Shandril began to cry—and in the same instant, Narm began to snore. Mirt looked over at them. The young mage was asleep where he sat, face gray and drawn with exhaustion, eyes open and unseeing, his mouth gaping. Shandril shook, huddled into a ball, beside him.

Long, still moments passed before Mirt went to lay a comforting hand on her head. Tears streamed down the face she lifted to him, and dripped silently from her chin. Shandril’s eyes were very gray as she bit her lip to keep from weeping loudly. She looked at Narm anxiously, not wanting to wake him.
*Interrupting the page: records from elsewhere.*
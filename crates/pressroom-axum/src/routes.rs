//! Route definitions and router construction.
//!
//! One router per application. Both share the auth routes and the same
//! state type, so either can be served (or driven in tests) on its own.
//!
//! # Path Parameter Syntax
//! Axum 0.8 uses brace syntax for path parameters: `{id}`, `{slug}`

use axum::Router;
use axum::routing::get;
use tower_http::cors::{Any, CorsLayer};
use tower_http::trace::TraceLayer;

use crate::bootstrap::CorsConfig;
use crate::handlers;
use crate::state::AppState;

/// Build CORS layer from configuration.
fn build_cors_layer(config: &CorsConfig) -> CorsLayer {
    match config {
        CorsConfig::AllowAll => CorsLayer::new()
            .allow_origin(Any)
            .allow_methods(Any)
            .allow_headers(Any),
        CorsConfig::AllowOrigins(origins) => {
            use axum::http::HeaderValue;
            let allowed: Vec<HeaderValue> = origins.iter().filter_map(|o| o.parse().ok()).collect();
            CorsLayer::new()
                .allow_origin(allowed)
                .allow_methods(Any)
                .allow_headers(Any)
        }
    }
}

/// Auth pages shared by both applications.
fn auth_routes() -> Router<AppState> {
    Router::new()
        .route(
            "/auth/login",
            get(handlers::auth::login_page).post(handlers::auth::login),
        )
        .route("/auth/logout", get(handlers::auth::logout))
        .route(
            "/auth/signup",
            get(handlers::auth::signup_page).post(handlers::auth::signup),
        )
}

/// Create the news/comments application router.
pub fn news_router(state: AppState, cors_config: &CorsConfig) -> Router {
    Router::new()
        .route("/", get(handlers::news::home))
        .route(
            "/news/{id}",
            get(handlers::news::detail).post(handlers::news::create_comment),
        )
        .route(
            "/comments/{id}/edit",
            get(handlers::comments::edit_page).post(handlers::comments::update),
        )
        .route(
            "/comments/{id}/delete",
            get(handlers::comments::delete_page)
                .post(handlers::comments::remove)
                .delete(handlers::comments::remove),
        )
        .merge(auth_routes())
        .layer(TraceLayer::new_for_http())
        .layer(build_cors_layer(cors_config))
        .with_state(state)
}

/// Create the notes application router.
pub fn notes_router(state: AppState, cors_config: &CorsConfig) -> Router {
    Router::new()
        .route("/", get(handlers::notes::home))
        .route("/notes/", get(handlers::notes::list))
        .route(
            "/notes/add",
            get(handlers::notes::add_page).post(handlers::notes::create),
        )
        .route("/notes/{slug}", get(handlers::notes::detail))
        .route(
            "/notes/{slug}/edit",
            get(handlers::notes::edit_page).post(handlers::notes::update),
        )
        .route(
            "/notes/{slug}/delete",
            get(handlers::notes::delete_page)
                .post(handlers::notes::remove)
                .delete(handlers::notes::remove),
        )
        .route("/done/", get(handlers::notes::success_page))
        .merge(auth_routes())
        .layer(TraceLayer::new_for_http())
        .layer(build_cors_layer(cors_config))
        .with_state(state)
}
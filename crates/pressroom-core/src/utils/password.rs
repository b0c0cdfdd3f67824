//! Salted password digests.
//!
//! Stored form is `{salt}${hex(sha256(salt + password))}`. The salt is
//! chosen by the caller at signup time.

use sha2::{Digest, Sha256};

fn digest_hex(salt: &str, password: &str) -> String {
    let mut hasher = Sha256::new();
    hasher.update(salt.as_bytes());
    hasher.update(password.as_bytes());
    hasher
        .finalize()
        .iter()
        .map(|b| format!("{b:02x}"))
        .collect()
}

/// Produce the stored representation of a password.
pub fn hash_password(password: &str, salt: &str) -> String {
    format!("{salt}${}", digest_hex(salt, password))
}

/// Check a candidate password against a stored `{salt}${hex}` value.
pub fn verify_password(password: &str, stored: &str) -> bool {
    match stored.split_once('$') {
        Some((salt, digest)) => digest_hex(salt, password) == digest,
        None => false,
    }
}
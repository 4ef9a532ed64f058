//! CDP Transport Layer
//!
//! Speaks the DevTools protocol to Chrome over a hand-rolled WebSocket.
//! Responses are routed to their waiting callers by id; everything else is
//! queued as an event.

use std::collections::HashMap;
use std::io::{BufRead, BufReader, Read, Write};
use std::net::TcpStream;
use std::process::{Child, Stdio};
use std::sync::atomic::{AtomicU64, Ordering};
use std::sync::Arc;

use serde::{de::DeserializeOwned, Serialize};
use serde_json::{json, Value};
use tokio::sync::{mpsc, oneshot, Mutex};

use crate::error::{Error, Result};

/// Queued events before new ones are dropped.
/// Frame-heavy pages emit bursts of frame lifecycle events on every load.
const EVENT_BUFFER: usize = 1024;

/// Caller waiting for the response to `method`
struct PendingRequest {
    method: String,
    tx: oneshot::Sender<Result<Value>>,
}

type PendingMap = Arc<Mutex<HashMap<u64, PendingRequest>>>;

mod ws {
    pub const OPCODE_TEXT: u8 = 0x1;
    pub const OPCODE_CLOSE: u8 = 0x8;
    pub const OPCODE_PING: u8 = 0x9;
    pub const OPCODE_PONG: u8 = 0xA;
}

/// Write one masked client frame
fn write_ws_frame(stream: &mut TcpStream, opcode: u8, data: &[u8]) -> std::io::Result<()> {
    let len = data.len();
    let mut frame = Vec::with_capacity(14 + len);
    frame.push(0x80 | opcode);

    if len < 126 {
        frame.push(0x80 | len as u8);
    } else if len < 65536 {
        frame.push(0x80 | 126);
        frame.extend_from_slice(&(len as u16).to_be_bytes());
    } else {
        frame.push(0x80 | 127);
        frame.extend_from_slice(&(len as u64).to_be_bytes());
    }

    let mask: [u8; 4] = rand::random();
    frame.extend_from_slice(&mask);
    frame.extend(data.iter().enumerate().map(|(i, b)| b ^ mask[i % 4]));

    stream.write_all(&frame)?;
    stream.flush()
}

/// Read one frame, returning (opcode, payload)
fn read_ws_frame(stream: &mut TcpStream) -> std::io::Result<(u8, Vec<u8>)> {
    let mut header = [0u8; 2];
    stream.read_exact(&mut header)?;

    let opcode = header[0] & 0x0F;
    let masked = (header[1] & 0x80) != 0;
    let len = match header[1] & 0x7F {
        126 => {
            let mut ext = [0u8; 2];
            stream.read_exact(&mut ext)?;
            u16::from_be_bytes(ext) as usize
        }
        127 => {
            let mut ext = [0u8; 8];
            stream.read_exact(&mut ext)?;
            u64::from_be_bytes(ext) as usize
        }
        n => n as usize,
    };

    let mask = if masked {
        let mut m = [0u8; 4];
        stream.read_exact(&mut m)?;
        Some(m)
    } else {
        None
    };

    let mut payload = vec![0u8; len];
    stream.read_exact(&mut payload)?;
    if let Some(mask) = mask {
        for (i, byte) in payload.iter_mut().enumerate() {
            *byte ^= mask[i % 4];
        }
    }

    Ok((opcode, payload))
}

/// Events whose loss leaves session state stale
fn affects_session(method: &str) -> bool {
    method.starts_with("Page.") || method.starts_with("Inspector.") || method == "Runtime.bindingCalled"
}

/// CDP transport: command/response plumbing plus the raw event queue
pub struct Transport {
    child: Mutex<Child>,
    writer: Mutex<TcpStream>,
    next_id: AtomicU64,
    pending: PendingMap,
    event_rx: Mutex<mpsc::Receiver<CdpMessage>>,
}

/// A CDP event as received from Chrome
#[derive(Debug, Clone)]
pub enum CdpMessage {
    Event {
        method: String,
        params: Value,
        session_id: Option<String>,
    },
}

impl Transport {
    /// Connect to Chrome's browser endpoint
    pub fn new(child: Child, ws_url: &str) -> Result<Self> {
        let parsed = url::Url::parse(ws_url)
            .map_err(|e| Error::transport(format!("Invalid DevTools URL {}: {}", ws_url, e)))?;
        let host = parsed.host_str().unwrap_or("127.0.0.1");
        let host_port = match parsed.port() {
            Some(port) => format!("{}:{}", host, port),
            None => host.to_string(),
        };

        let mut stream = TcpStream::connect(&host_port)
            .map_err(|e| Error::transport_io("Failed to connect to Chrome", e))?;

        let key = base64::Engine::encode(
            &base64::engine::general_purpose::STANDARD,
            rand::random::<[u8; 16]>(),
        );
        let handshake = format!(
            "GET {} HTTP/1.1\r\n\
             Host: {}\r\n\
             Upgrade: websocket\r\n\
             Connection: Upgrade\r\n\
             Sec-WebSocket-Key: {}\r\n\
             Sec-WebSocket-Version: 13\r\n\
             \r\n",
            parsed.path(),
            host_port,
            key
        );
        stream
            .write_all(handshake.as_bytes())
            .map_err(|e| Error::transport_io("Handshake write failed", e))?;

        let mut response = [0u8; 1024];
        let n = stream
            .read(&mut response)
            .map_err(|e| Error::transport_io("Handshake read failed", e))?;
        let response = String::from_utf8_lossy(&response[..n]);
        if !response.starts_with("HTTP/1.1 101") {
            return Err(Error::transport(format!(
                "WebSocket handshake failed: {}",
                response.lines().next().unwrap_or_default()
            )));
        }

        tracing::debug!("WebSocket connected to {}", ws_url);

        let reader_stream = stream
            .try_clone()
            .map_err(|e| Error::transport_io("Failed to clone stream", e))?;
        let pending: PendingMap = Arc::new(Mutex::new(HashMap::new()));
        let (event_tx, event_rx) = mpsc::channel(EVENT_BUFFER);

        let reader_pending = Arc::clone(&pending);
        std::thread::spawn(move || {
            Self::reader_loop(reader_stream, reader_pending, event_tx);
        });

        Ok(Self {
            child: Mutex::new(child),
            writer: Mutex::new(stream),
            next_id: AtomicU64::new(1),
            pending,
            event_rx: Mutex::new(event_rx),
        })
    }

    fn reader_loop(mut stream: TcpStream, pending: PendingMap, event_tx: mpsc::Sender<CdpMessage>) {
        loop {
            let (opcode, payload) = match read_ws_frame(&mut stream) {
                Ok(frame) => frame,
                Err(e) => {
                    tracing::debug!("WebSocket read error: {}", e);
                    break;
                }
            };

            match opcode {
                ws::OPCODE_TEXT => {
                    let msg: Value = match serde_json::from_slice(&payload) {
                        Ok(v) => v,
                        Err(e) => {
                            tracing::warn!("Failed to parse CDP message: {}", e);
                            continue;
                        }
                    };

                    if let Some(id) = msg.get("id").and_then(Value::as_u64) {
                        let Some(request) = pending.blocking_lock().remove(&id) else {
                            tracing::trace!("Response for unknown id: {}", id);
                            continue;
                        };
                        let result = match msg.get("error") {
                            Some(error) => Err(Error::cdp(
                                request.method,
                                error.get("code").and_then(Value::as_i64).unwrap_or(-1),
                                error
                                    .get("message")
                                    .and_then(Value::as_str)
                                    .unwrap_or("unknown"),
                            )),
                            None => Ok(msg.get("result").cloned().unwrap_or(json!({}))),
                        };
                        let _ = request.tx.send(result);
                    } else if let Some(method) = msg.get("method").and_then(Value::as_str) {
                        let event = CdpMessage::Event {
                            method: method.to_string(),
                            params: msg.get("params").cloned().unwrap_or(json!({})),
                            session_id: msg
                                .get("sessionId")
                                .and_then(Value::as_str)
                                .map(String::from),
                        };
                        // Never block here: responses share this thread
                        match event_tx.try_send(event) {
                            Ok(()) => {}
                            Err(mpsc::error::TrySendError::Full(CdpMessage::Event { method, .. })) => {
                                if affects_session(&method) {
                                    tracing::warn!("Event queue full, dropping {}", method);
                                } else {
                                    tracing::debug!("Event queue full, dropping {}", method);
                                }
                            }
                            Err(mpsc::error::TrySendError::Closed(_)) => {
                                tracing::trace!("Event receiver dropped");
                            }
                        }
                    }
                }
                ws::OPCODE_PING => {
                    let _ = write_ws_frame(&mut stream, ws::OPCODE_PONG, &payload);
                }
                ws::OPCODE_CLOSE => {
                    tracing::debug!("WebSocket closed by server");
                    break;
                }
                _ => {}
            }
        }

        // Fail everything still waiting so callers don't hang on a dead socket
        let mut pending = pending.blocking_lock();
        for (_, request) in pending.drain() {
            let _ = request
                .tx
                .send(Err(Error::transport(format!("Connection closed during {}", request.method))));
        }
        tracing::debug!("CDP reader loop ended");
    }

    /// Send a browser-level command and wait for the response
    pub async fn send<C, R>(&self, method: &str, params: &C) -> Result<R>
    where
        C: Serialize,
        R: DeserializeOwned,
    {
        self.dispatch(None, method, params).await
    }

    /// Send a command to an attached session
    pub async fn send_to_session<C, R>(&self, session_id: &str, method: &str, params: &C) -> Result<R>
    where
        C: Serialize,
        R: DeserializeOwned,
    {
        self.dispatch(Some(session_id), method, params).await
    }

    async fn dispatch<C, R>(&self, session_id: Option<&str>, method: &str, params: &C) -> Result<R>
    where
        C: Serialize,
        R: DeserializeOwned,
    {
        let id = self.next_id.fetch_add(1, Ordering::SeqCst);
        let (tx, rx) = oneshot::channel();
        self.pending.lock().await.insert(
            id,
            PendingRequest {
                method: method.to_string(),
                tx,
            },
        );

        let mut msg = json!({
            "id": id,
            "method": method,
            "params": serde_json::to_value(params)?,
        });
        if let Some(session_id) = session_id {
            msg["sessionId"] = Value::String(session_id.to_string());
        }
        let data = serde_json::to_vec(&msg)?;

        let written = {
            let mut writer = self.writer.lock().await;
            write_ws_frame(&mut writer, ws::OPCODE_TEXT, &data)
        };
        if let Err(e) = written {
            self.pending.lock().await.remove(&id);
            return Err(Error::transport_io("WebSocket write failed", e));
        }

        tracing::trace!(method, id, session = session_id.unwrap_or("-"), "Sent CDP command");

        let result = rx
            .await
            .map_err(|_| Error::transport("Response channel closed"))??;
        Ok(serde_json::from_value(result)?)
    }

    /// Receive the next event from Chrome
    pub async fn recv_event(&self) -> Option<CdpMessage> {
        self.event_rx.lock().await.recv().await
    }

    /// Try to receive an event without blocking
    pub async fn try_recv_event(&self) -> Option<CdpMessage> {
        self.event_rx.lock().await.try_recv().ok()
    }

    /// Close the socket and kill Chrome
    pub async fn close(&self) -> Result<()> {
        {
            let mut writer = self.writer.lock().await;
            let _ = write_ws_frame(&mut writer, ws::OPCODE_CLOSE, &[]);
        }

        let mut child = self.child.lock().await;
        let _ = child.kill();
        let _ = child.wait();
        Ok(())
    }
}

impl Drop for Transport {
    fn drop(&mut self) {
        if let Ok(mut child) = self.child.try_lock() {
            let _ = child.kill();
        }
    }
}

/// Launch Chrome and read the DevTools WebSocket URL from its stderr
pub fn launch_chrome(path: &std::path::Path, args: &[String]) -> Result<(Child, String)> {
    use std::process::Command;

    let mut child = Command::new(path)
        .args(args)
        .arg("--remote-debugging-port=0")
        .stdin(Stdio::null())
        .stdout(Stdio::null())
        .stderr(Stdio::piped())
        .spawn()
        .map_err(|e| Error::Launch(format!("Failed to launch Chrome: {}", e)))?;

    let stderr = child
        .stderr
        .take()
        .ok_or_else(|| Error::Launch("No stderr from Chrome".into()))?;

    // Chrome prints: DevTools listening on ws://127.0.0.1:PORT/devtools/browser/GUID
    let ws_url = BufReader::new(stderr)
        .lines()
        .map_while(|line| line.ok())
        .inspect(|line| tracing::trace!("Chrome stderr: {}", line))
        .find_map(|line| {
            line.contains("DevTools listening on")
                .then(|| line.find("ws://").map(|start| line[start..].trim().to_string()))
                .flatten()
        })
        .ok_or_else(|| Error::Launch("Failed to get DevTools WebSocket URL from Chrome".into()))?;

    tracing::info!("Chrome DevTools URL: {}", ws_url);
    Ok((child, ws_url))
}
Mirt put an awkward arm around her shoulders. They shook, and Shandril whimpered once, deep in her throat, before she thrust her face against his chest and began to sob. Mirt held her tightly and said nothing. He’d done this before in his life, more than once, but still did not know any words to give her that were both comforting and true. Perhaps there were none.

He stared into the little fire he’d kindled and saw places far away and faces from long ago. The Old Wolf barely noticed when the girl in his arms fell into an exhausted sleep. He was still sitting there when the last coals died away to gray ashes and the pale dawn came creeping over the crags.